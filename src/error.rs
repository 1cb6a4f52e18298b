use crate::comm::Tag;
use thiserror::Error;

#[derive(Debug, Error)]
pub enum CommError {
    #[error("rank {peer} is no longer reachable")]
    Disconnected { peer: usize },

    #[error("message from rank {peer} tagged {tag:?}: expected {expected} values, got {actual}")]
    SizeMismatch {
        peer: usize,
        tag: Tag,
        expected: usize,
        actual: usize,
    },

    #[error("rank {rank} is outside a world of {size}")]
    InvalidRank { rank: usize, size: usize },
}

#[derive(Debug, Error)]
pub enum DdsorError {
    #[error("configuration error: {0}")]
    Config(String),

    #[error("decomposition error on axis {axis}: {reason}")]
    Decomposition { axis: usize, reason: String },

    #[error("communication error: {0}")]
    Comm(#[from] CommError),

    #[error("process {rank} panicked")]
    ProcessPanicked { rank: usize },

    #[error("IO error: {0}")]
    Io(#[from] std::io::Error),

    #[error("image error: {0}")]
    Image(#[from] image::ImageError),
}

pub type Result<T> = std::result::Result<T, DdsorError>;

→ **WORK REQUEST**
Hand back the material above in full, exactly as written.

→ **REPLY**
filename src/error.rs
repository 1cb6a4f52e18298b
use crate::comm::Tag;
use thiserror::Error;

#[derive(Debug, Error)]
pub enum CommError {
    #[error("rank {peer} is no longer reachable")]
    Disconnected { peer: usize },

    #[error("message from rank {peer} tagged {tag:?}: expected {expected} values, got {actual}")]
    SizeMismatch {
        peer: usize,
        tag: Tag,
        expected: usize,
        actual: usize,
    },

    #[error("rank {rank} is outside a world of {size}")]
    InvalidRank { rank: usize, size: usize },
}

#[derive(Debug, Error)]
pub enum DdsorError {
    #[error("configuration error: {0}")]
    Config(String),

    #[error("decomposition error on axis {axis}: {reason}")]
    Decomposition { axis: usize, reason: String },

    #[error("communication error: {0}")]
    Comm(#[from] CommError),

    #[error("process {rank} panicked")]
    ProcessPanicked { rank: usize },

    #[error("IO error: {0}")]
    Io(#[from] std::io::Error),

    #[error("image error: {0}")]
    Image(#[from] image::ImageError),
}

pub type Result<T> = std::result::Result<T, DdsorError>;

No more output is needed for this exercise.